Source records

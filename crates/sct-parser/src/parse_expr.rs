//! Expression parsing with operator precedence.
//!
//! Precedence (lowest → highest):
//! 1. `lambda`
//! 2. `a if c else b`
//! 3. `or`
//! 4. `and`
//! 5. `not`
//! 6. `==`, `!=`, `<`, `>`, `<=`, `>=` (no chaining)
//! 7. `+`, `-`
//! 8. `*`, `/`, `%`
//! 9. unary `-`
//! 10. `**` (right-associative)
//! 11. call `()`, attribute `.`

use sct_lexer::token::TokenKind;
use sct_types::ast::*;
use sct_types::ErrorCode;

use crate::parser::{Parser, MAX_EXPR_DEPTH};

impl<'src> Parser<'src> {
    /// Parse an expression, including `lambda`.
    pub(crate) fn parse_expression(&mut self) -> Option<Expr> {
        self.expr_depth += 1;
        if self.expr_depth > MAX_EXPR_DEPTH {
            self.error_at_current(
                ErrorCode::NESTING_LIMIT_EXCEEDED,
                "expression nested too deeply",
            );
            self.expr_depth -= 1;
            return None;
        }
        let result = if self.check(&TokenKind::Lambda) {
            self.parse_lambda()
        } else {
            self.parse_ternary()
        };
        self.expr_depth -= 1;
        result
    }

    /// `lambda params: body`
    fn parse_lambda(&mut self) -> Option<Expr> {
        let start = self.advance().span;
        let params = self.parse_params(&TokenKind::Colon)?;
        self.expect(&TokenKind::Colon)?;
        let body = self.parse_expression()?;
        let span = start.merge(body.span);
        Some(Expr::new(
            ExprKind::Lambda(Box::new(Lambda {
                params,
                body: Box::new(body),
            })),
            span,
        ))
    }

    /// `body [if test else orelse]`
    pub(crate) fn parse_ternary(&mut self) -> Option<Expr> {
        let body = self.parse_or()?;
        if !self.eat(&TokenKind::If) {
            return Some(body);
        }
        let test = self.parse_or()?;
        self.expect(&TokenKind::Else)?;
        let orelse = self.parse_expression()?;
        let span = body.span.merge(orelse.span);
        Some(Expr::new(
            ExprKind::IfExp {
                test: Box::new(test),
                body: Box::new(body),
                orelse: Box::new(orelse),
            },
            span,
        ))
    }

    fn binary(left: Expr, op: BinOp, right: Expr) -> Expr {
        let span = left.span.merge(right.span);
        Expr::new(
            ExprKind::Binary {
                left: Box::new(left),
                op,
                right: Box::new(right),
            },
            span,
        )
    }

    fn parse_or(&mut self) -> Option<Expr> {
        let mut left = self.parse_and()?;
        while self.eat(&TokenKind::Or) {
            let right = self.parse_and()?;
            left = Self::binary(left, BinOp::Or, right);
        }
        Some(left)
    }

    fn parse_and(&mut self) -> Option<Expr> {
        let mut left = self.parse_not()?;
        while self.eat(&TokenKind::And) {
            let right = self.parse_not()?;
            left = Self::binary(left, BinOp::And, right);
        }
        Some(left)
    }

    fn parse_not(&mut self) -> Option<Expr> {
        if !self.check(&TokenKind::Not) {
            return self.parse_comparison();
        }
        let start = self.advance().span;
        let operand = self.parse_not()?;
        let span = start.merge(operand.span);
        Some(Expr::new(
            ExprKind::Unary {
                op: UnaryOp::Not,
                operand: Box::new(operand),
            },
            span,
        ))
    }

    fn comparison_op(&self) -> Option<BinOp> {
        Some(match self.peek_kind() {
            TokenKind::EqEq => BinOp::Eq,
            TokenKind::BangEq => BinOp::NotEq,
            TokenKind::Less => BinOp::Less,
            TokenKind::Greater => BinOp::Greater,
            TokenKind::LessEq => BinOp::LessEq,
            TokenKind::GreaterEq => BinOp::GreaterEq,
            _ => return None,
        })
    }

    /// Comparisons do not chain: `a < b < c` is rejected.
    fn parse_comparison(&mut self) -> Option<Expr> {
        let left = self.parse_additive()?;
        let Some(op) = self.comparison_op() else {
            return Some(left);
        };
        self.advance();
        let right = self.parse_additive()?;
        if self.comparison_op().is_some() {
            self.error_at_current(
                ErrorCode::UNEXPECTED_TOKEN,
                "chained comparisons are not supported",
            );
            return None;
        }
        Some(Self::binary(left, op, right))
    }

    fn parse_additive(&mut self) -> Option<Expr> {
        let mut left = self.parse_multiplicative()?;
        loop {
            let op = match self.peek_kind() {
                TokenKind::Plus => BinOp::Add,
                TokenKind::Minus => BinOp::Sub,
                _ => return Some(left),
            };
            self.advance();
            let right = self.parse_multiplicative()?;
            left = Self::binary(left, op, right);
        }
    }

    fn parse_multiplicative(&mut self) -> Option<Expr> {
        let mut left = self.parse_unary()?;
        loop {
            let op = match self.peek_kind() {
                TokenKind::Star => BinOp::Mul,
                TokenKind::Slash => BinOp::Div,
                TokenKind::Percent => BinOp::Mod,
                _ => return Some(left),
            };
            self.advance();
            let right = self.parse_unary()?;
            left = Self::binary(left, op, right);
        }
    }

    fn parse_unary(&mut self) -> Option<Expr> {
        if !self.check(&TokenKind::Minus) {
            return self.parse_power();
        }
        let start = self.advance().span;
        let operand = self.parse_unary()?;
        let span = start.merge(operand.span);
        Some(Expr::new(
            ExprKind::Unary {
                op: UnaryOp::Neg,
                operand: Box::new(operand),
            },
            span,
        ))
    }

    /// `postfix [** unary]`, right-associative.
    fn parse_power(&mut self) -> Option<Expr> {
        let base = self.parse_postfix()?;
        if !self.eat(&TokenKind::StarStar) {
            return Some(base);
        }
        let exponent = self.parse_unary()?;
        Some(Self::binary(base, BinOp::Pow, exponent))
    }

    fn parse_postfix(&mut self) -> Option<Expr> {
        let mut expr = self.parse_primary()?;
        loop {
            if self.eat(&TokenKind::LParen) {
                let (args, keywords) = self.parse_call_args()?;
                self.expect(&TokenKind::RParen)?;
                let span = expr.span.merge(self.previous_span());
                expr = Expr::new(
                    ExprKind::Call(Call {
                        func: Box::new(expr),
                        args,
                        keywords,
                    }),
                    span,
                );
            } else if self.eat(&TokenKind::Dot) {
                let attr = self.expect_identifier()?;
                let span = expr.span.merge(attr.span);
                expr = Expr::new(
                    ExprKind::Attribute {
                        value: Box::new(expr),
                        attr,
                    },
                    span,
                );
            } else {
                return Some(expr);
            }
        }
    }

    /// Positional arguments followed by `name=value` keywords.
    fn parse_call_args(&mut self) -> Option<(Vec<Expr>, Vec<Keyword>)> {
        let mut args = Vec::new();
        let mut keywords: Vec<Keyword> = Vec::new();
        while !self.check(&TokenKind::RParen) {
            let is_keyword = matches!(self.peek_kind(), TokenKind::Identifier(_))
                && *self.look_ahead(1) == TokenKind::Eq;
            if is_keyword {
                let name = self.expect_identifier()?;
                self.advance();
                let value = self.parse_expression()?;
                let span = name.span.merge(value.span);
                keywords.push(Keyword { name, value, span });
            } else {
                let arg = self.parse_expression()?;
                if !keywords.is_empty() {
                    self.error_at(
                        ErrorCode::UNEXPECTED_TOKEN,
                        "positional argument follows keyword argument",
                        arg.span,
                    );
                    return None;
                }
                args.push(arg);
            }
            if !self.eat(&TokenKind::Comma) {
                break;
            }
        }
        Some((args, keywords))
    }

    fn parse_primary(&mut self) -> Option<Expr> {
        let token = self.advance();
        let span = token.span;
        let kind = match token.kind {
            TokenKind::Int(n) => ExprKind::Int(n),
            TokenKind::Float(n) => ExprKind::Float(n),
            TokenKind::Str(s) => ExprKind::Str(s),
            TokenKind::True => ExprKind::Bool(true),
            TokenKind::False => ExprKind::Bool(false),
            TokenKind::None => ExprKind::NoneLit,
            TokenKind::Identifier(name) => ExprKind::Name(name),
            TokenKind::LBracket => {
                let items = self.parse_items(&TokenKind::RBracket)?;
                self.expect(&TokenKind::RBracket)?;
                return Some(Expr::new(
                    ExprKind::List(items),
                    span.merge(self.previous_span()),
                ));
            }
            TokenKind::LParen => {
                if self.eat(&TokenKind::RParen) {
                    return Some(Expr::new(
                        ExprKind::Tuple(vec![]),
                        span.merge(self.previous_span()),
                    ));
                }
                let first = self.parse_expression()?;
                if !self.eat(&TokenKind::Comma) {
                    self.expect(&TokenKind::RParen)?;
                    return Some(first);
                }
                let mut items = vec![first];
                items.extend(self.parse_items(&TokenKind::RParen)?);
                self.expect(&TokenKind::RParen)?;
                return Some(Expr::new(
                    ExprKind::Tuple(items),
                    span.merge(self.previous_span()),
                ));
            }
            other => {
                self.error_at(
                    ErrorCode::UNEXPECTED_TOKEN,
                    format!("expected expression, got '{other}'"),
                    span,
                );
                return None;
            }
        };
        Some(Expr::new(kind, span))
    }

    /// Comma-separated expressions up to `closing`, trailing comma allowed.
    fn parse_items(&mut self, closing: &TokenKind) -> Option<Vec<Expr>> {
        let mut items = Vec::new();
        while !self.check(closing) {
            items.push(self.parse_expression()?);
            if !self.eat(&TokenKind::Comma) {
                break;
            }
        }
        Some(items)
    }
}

▶ **Task to complete**: Copying word for word, give each line of the data above from the first one through the line containing "let test = self.parse_or()?;", and nothing else.

▶ **Expected answer**:
filename crates/sct-parser/src/parse_expr.rs
//! Expression parsing with operator precedence.
//!
//! Precedence (lowest → highest):
//! 1. `lambda`
//! 2. `a if c else b`
//! 3. `or`
//! 4. `and`
//! 5. `not`
//! 6. `==`, `!=`, `<`, `>`, `<=`, `>=` (no chaining)
//! 7. `+`, `-`
//! 8. `*`, `/`, `%`
//! 9. unary `-`
//! 10. `**` (right-associative)
//! 11. call `()`, attribute `.`

use sct_lexer::token::TokenKind;
use sct_types::ast::*;
use sct_types::ErrorCode;

use crate::parser::{Parser, MAX_EXPR_DEPTH};

impl<'src> Parser<'src> {
    /// Parse an expression, including `lambda`.
    pub(crate) fn parse_expression(&mut self) -> Option<Expr> {
        self.expr_depth += 1;
        if self.expr_depth > MAX_EXPR_DEPTH {
            self.error_at_current(
                ErrorCode::NESTING_LIMIT_EXCEEDED,
                "expression nested too deeply",
            );
            self.expr_depth -= 1;
            return None;
        }
        let result = if self.check(&TokenKind::Lambda) {
            self.parse_lambda()
        } else {
            self.parse_ternary()
        };
        self.expr_depth -= 1;
        result
    }

    /// `lambda params: body`
    fn parse_lambda(&mut self) -> Option<Expr> {
        let start = self.advance().span;
        let params = self.parse_params(&TokenKind::Colon)?;
        self.expect(&TokenKind::Colon)?;
        let body = self.parse_expression()?;
        let span = start.merge(body.span);
        Some(Expr::new(
            ExprKind::Lambda(Box::new(Lambda {
                params,
                body: Box::new(body),
            })),
            span,
        ))
    }

    /// `body [if test else orelse]`
    pub(crate) fn parse_ternary(&mut self) -> Option<Expr> {
        let body = self.parse_or()?;
        if !self.eat(&TokenKind::If) {
            return Some(body);
        }
        let test = self.parse_or()?;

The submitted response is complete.